■ **THE PROBLEM**
From the data below, return the exact lines starting at the line containing "cycle; see Howard" and ending at the line containing "use super::*;", both included, and nothing else.

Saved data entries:
____
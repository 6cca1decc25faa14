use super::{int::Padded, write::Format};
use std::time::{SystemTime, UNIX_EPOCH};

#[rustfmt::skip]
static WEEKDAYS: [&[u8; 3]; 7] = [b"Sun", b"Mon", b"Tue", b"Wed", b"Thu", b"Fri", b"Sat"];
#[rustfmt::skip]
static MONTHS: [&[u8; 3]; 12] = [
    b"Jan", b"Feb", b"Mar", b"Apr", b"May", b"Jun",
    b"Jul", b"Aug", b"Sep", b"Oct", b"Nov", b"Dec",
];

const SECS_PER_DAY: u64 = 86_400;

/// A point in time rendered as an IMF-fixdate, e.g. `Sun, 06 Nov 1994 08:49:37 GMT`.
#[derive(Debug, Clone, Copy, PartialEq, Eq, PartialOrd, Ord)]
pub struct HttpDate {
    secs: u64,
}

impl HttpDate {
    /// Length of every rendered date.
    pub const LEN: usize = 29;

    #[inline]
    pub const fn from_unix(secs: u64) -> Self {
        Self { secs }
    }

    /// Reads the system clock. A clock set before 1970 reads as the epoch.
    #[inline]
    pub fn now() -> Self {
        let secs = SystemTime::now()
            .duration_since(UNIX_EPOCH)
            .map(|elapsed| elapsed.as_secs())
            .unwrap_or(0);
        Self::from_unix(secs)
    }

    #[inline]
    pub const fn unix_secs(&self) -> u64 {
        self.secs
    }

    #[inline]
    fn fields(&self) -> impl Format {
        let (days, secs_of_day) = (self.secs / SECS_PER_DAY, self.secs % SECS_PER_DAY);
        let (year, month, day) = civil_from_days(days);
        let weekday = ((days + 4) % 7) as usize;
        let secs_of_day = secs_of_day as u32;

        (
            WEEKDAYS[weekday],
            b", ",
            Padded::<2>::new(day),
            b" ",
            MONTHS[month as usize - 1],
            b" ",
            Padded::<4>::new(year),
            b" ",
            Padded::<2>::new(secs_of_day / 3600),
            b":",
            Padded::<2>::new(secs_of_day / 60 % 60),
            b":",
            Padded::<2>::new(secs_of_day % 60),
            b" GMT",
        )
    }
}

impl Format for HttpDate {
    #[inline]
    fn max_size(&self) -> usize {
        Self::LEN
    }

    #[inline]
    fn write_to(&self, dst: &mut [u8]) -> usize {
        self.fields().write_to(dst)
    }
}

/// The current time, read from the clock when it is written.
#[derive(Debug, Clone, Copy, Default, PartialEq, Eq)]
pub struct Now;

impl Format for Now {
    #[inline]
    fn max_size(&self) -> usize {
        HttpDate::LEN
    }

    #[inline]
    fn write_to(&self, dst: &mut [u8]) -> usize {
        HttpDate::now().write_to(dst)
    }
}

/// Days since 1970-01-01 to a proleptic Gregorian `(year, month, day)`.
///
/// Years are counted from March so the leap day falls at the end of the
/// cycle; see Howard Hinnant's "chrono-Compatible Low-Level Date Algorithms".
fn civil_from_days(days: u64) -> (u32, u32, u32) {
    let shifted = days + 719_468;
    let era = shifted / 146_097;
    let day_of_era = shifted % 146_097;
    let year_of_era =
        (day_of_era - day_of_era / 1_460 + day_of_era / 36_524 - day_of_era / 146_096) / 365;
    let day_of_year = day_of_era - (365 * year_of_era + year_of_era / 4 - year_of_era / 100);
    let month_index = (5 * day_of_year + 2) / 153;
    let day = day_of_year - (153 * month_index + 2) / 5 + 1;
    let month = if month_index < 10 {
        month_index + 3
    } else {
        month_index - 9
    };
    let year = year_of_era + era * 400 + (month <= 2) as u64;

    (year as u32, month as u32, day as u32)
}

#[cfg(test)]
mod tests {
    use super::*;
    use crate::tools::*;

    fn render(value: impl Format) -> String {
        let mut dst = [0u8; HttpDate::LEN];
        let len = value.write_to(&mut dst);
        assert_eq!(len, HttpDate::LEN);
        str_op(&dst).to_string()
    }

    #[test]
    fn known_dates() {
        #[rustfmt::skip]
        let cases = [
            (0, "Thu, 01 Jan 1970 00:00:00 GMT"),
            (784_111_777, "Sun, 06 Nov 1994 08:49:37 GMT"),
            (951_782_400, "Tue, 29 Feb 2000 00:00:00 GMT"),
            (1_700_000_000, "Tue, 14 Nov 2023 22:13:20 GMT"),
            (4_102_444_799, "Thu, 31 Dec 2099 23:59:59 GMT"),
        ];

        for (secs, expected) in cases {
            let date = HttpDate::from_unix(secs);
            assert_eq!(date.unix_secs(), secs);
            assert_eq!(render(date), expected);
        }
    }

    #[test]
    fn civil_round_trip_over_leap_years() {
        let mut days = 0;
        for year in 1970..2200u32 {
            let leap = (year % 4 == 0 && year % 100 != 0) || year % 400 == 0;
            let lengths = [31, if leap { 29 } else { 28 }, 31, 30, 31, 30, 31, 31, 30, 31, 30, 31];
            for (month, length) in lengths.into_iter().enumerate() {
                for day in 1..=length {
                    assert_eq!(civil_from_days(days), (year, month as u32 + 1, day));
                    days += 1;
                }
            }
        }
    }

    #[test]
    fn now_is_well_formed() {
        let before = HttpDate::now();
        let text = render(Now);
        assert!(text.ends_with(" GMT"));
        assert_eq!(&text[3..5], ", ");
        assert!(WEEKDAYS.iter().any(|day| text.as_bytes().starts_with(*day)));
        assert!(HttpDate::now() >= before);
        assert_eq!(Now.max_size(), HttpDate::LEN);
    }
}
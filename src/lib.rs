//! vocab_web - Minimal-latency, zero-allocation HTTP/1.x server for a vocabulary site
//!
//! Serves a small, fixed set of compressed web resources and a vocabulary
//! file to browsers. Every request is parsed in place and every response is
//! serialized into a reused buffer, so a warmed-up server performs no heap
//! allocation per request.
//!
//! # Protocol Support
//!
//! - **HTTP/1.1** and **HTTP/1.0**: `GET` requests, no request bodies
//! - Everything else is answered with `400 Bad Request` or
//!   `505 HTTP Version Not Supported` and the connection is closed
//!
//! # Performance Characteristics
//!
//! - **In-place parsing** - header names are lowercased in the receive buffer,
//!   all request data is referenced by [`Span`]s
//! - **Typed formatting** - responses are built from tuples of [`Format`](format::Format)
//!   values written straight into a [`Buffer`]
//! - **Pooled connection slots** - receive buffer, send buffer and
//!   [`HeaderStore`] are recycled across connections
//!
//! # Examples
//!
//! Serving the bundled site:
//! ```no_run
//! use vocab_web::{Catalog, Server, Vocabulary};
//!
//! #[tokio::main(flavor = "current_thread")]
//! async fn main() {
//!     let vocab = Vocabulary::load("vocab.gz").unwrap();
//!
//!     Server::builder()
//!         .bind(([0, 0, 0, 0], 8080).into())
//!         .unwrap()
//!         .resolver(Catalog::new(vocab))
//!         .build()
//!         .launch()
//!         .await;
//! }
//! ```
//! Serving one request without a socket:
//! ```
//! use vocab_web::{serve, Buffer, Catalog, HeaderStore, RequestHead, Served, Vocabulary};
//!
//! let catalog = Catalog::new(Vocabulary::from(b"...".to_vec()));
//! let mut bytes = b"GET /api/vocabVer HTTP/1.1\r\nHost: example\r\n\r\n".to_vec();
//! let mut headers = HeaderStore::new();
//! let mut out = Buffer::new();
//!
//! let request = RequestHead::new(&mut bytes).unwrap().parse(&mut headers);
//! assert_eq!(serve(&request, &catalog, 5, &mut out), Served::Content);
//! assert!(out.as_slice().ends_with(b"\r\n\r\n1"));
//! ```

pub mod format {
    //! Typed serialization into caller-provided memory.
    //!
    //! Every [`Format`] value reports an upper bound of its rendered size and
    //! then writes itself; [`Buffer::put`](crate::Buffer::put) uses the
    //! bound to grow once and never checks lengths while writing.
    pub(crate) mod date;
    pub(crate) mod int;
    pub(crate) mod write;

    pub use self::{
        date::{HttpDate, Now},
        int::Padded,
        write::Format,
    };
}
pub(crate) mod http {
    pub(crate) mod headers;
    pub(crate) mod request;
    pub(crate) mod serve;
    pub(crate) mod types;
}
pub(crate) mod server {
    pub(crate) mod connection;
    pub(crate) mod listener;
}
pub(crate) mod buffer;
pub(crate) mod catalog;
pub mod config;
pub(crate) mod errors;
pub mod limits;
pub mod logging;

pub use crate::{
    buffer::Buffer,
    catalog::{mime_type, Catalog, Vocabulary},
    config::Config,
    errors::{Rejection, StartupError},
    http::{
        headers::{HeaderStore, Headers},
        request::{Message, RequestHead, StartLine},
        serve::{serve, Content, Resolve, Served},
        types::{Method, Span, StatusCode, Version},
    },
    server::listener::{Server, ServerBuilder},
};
____
■ **FINISHED TASK**
/// cycle; see Howard Hinnant's "chrono-Compatible Low-Level Date Algorithms".
fn civil_from_days(days: u64) -> (u32, u32, u32) {
    let shifted = days + 719_468;
    let era = shifted / 146_097;
    let day_of_era = shifted % 146_097;
    let year_of_era =
        (day_of_era - day_of_era / 1_460 + day_of_era / 36_524 - day_of_era / 146_096) / 365;
    let day_of_year = day_of_era - (365 * year_of_era + year_of_era / 4 - year_of_era / 100);
    let month_index = (5 * day_of_year + 2) / 153;
    let day = day_of_year - (153 * month_index + 2) / 5 + 1;
    let month = if month_index < 10 {
        month_index + 3
    } else {
        month_index - 9
    };
    let year = year_of_era + era * 400 + (month <= 2) as u64;

    (year as u32, month as u32, day as u32)
}

#[cfg(test)]
mod tests {
    use super::*;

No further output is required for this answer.